FIGURE 14.4: Immunofluorescence findings in amyloid light-chain amyloidosis. Bright λ light-chain staining (anti-κ [A], and negative anti-λ [B] immunofluorescence, original magnification × 200).
The clinical presentation of amyloidosis is vague and variable, reflecting its insidious nature, the diversity of its underlying pathogenesis and variability of organ involvement. Symptoms such as fatigue, weight loss, and loss of exercise capacity can be initial signs of disease, with subsequent development of additional symptoms such as dyspnea, edema, syncope, and ascites thereafter. More organ-centric manifestations can develop with disease progression such as heart failure with cardiac involvement, nephrotic syndrome with kidney involvement, and neuropathy and/or autonomic dysfunction with nervous system involvement.
Clinical evidence of kidney amyloidosis most commonly manifests as proteinuria with or without concomitant kidney dysfunction. The full spectrum of proteinuria can be encountered, and around a third of the patients demonstrate nephrotic syndrome.2
Albumin constitutes the majority of proteinuria. Kidney dysfunction alone tends to be predominant in forms of amyloid that typically spare the glomeruli such as vascular-limited AL and ALECT2.2
Rarely, involvement of the peri-collecting duct tissue can lead to nephrogenic diabetes insipidus.10
Neurologic symptoms are common (especially in AL amyloid) and can manifest as both peripheral sensory and autonomic dysfunction, a combination of symptoms otherwise rarely seen outside of severe diabetes. Autonomic symptoms can initially present as impotence in men with progression to postural hypotension, early satiety, and gastrointestinal (GI) transit issues (diarrhea and/or constipation). Peripheral symptoms present as symmetric, ascending neuropathy.

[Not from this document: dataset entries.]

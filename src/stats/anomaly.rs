//! Whole-series z-score anomaly detection.
//!
//! Policy notes:
//! - z-scores use the population standard deviation over the entire series
//!   (no rolling window).
//! - a constant series has zero standard deviation; its z-scores are defined
//!   as 0 and no point is ever anomalous, regardless of threshold.

use serde::{Deserialize, Serialize};

use crate::domain::{AnomalyFlag, Series, Table};
use crate::error::Result;
use crate::stats::summary::{mean, population_std, validate_numeric, CostKpis};

/// Z-score every point of a series against the series' own mean and
/// population standard deviation.
pub fn z_scores(name: &str, values: &[f64]) -> Result<Vec<f64>> {
    validate_numeric(name, values)?;
    let m = mean(values);
    let sd = population_std(values);
    if sd == 0.0 {
        return Ok(vec![0.0; values.len()]);
    }
    Ok(values.iter().map(|v| (v - m) / sd).collect())
}

/// Flag every point of a series; a point is anomalous when `|z| > threshold`.
///
/// Always returns exactly one flag per input point.
pub fn detect_anomalies(series: &Series, threshold: f64) -> Result<Vec<AnomalyFlag>> {
    let zs = z_scores(&series.name, &series.values)?;
    Ok(series
        .points()
        .zip(zs)
        .map(|((label, value), z)| AnomalyFlag {
            label: label.to_string(),
            value,
            z_score: z,
            is_anomaly: z.abs() > threshold,
        })
        .collect())
}

/// Output of the KPI & anomaly analyzer for one table snapshot.
#[derive(Debug, Clone, PartialEq, Serialize, Deserialize)]
pub struct CostAnalysis {
    pub kpis: CostKpis,
    /// One flag per table row, in label order.
    pub flags: Vec<AnomalyFlag>,
}

impl CostAnalysis {
    /// Only the flagged points, in label order.
    pub fn anomalies(&self) -> impl Iterator<Item = &AnomalyFlag> {
        self.flags.iter().filter(|f| f.is_anomaly)
    }
}

/// Analyze a cost table: totals plus per-point anomaly flags.
///
/// `revenue_column` is optional; when absent the revenue KPI is omitted.
pub fn analyze_costs(
    table: &Table,
    cost_column: &str,
    revenue_column: Option<&str>,
    threshold: f64,
) -> Result<CostAnalysis> {
    let costs = table.series(cost_column)?;
    validate_numeric(cost_column, &costs.values)?;

    let total_revenue = match revenue_column {
        Some(col) => {
            let revenues = table.column(col)?;
            validate_numeric(col, revenues)?;
            Some(revenues.iter().sum())
        }
        None => None,
    };

    let flags = detect_anomalies(&costs, threshold)?;
    Ok(CostAnalysis {
        kpis: CostKpis {
            total_cost: costs.values.iter().sum(),
            total_revenue,
        },
        flags,
    })
}

#[cfg(test)]
mod tests {
    use super::*;
    use crate::error::ReportError;

    fn series(values: &[f64]) -> Series {
        let labels = (0..values.len()).map(|i| format!("m{i}")).collect();
        Series::new("cost", labels, values.to_vec()).unwrap()
    }

    #[test]
    fn constant_series_never_flags() {
        let flags = detect_anomalies(&series(&[5.0; 8]), 0.1).unwrap();
        assert_eq!(flags.len(), 8);
        assert!(flags.iter().all(|f| f.z_score == 0.0 && !f.is_anomaly));
    }

    #[test]
    fn one_flag_per_point() {
        let flags = detect_anomalies(&series(&[1.0, 2.0, 3.0, 100.0]), 2.0).unwrap();
        assert_eq!(flags.len(), 4);
    }

    #[test]
    fn empty_series_is_invalid_input() {
        let err = z_scores("cost", &[]).unwrap_err();
        assert!(matches!(err, ReportError::InvalidInput(_)));
    }

    #[test]
    fn non_finite_values_are_invalid_input() {
        let err = z_scores("cost", &[1.0, f64::NAN]).unwrap_err();
        assert!(matches!(err, ReportError::InvalidInput(_)));
    }

    #[test]
    fn outlier_month_is_the_only_anomaly() {
        // Eleven quiet months plus one spike, the reference audit scenario.
        let mut values = vec![
            100_000.0, 95_000.0, 110_000.0, 105_000.0, 90_000.0, 200_000.0,
            98_000.0, 102_000.0, 99_000.0, 101_000.0, 97_000.0, 108_000.0,
        ];
        values[5] = 200_000.0;
        let flags = detect_anomalies(&series(&values), 2.0).unwrap();
        let anomalous: Vec<_> = flags.iter().filter(|f| f.is_anomaly).collect();
        assert_eq!(anomalous.len(), 1);
        assert_eq!(anomalous[0].label, "m5");
        assert!(anomalous[0].z_score > 2.0);
    }

    #[test]
    fn analyze_costs_totals_and_flags() {
        let mut table = Table::new("fin", vec!["Gen".into(), "Feb".into()]).unwrap();
        table.insert_column("cost", vec![100.0, 200.0]).unwrap();
        table.insert_column("revenue", vec![150.0, 250.0]).unwrap();

        let analysis = analyze_costs(&table, "cost", Some("revenue"), 2.0).unwrap();
        assert_eq!(analysis.kpis.total_cost, 300.0);
        assert_eq!(analysis.kpis.total_revenue, Some(400.0));
        assert_eq!(analysis.flags.len(), 2);
        assert_eq!(analysis.anomalies().count(), 0);
    }
}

Certain constellations of symptoms that should raise a high index of clinical suspicion for amyloidosis include heart failure with either concomitant nephrotic syndrome or carpal tunnel syndrome (especially in older adults), the combination of peripheral and autonomic neuropathy, thick-walled heart failure with low- or normal-voltage electrocardiogram (ECG), and recurrent carpal tunnel syndrome.
On physical examination, evidence of amyloidosis can manifest as edema, ascites, anasarca, periorbital purpura, and nail dystrophy. Carpal tunnel syndrome (particularly with bilateral involvement) can be due to many forms of amyloidosis, whereas the involvement of other soft tissues (macroglossia, submandibular soft tissue infiltration, muscular pseudohypertrophy, and/or enlargement of salivary glands) is typically caused by AL amyloidosis.4
Localized AL can produce mass effects from clonal B-cell populations in immunoglobulin-related amyloid. It can occur in sites such as the respiratory tract, bladder, eyelids, and skin and typically represents an indolent process that is amenable to local surgical measures and seldom progresses to systemic disease. β2-microglobulin amyloid has a predilection for joint involvement (commonly scapulohumeral, carpal, and cervical spine) and carpal tunnel syndrome, but can also present with pathologic fractures due to bone cysts, nonspecific GI symptoms due to visceral organ involvement, and, rarely, heart failure or arrhythmia due to cardiac involvement.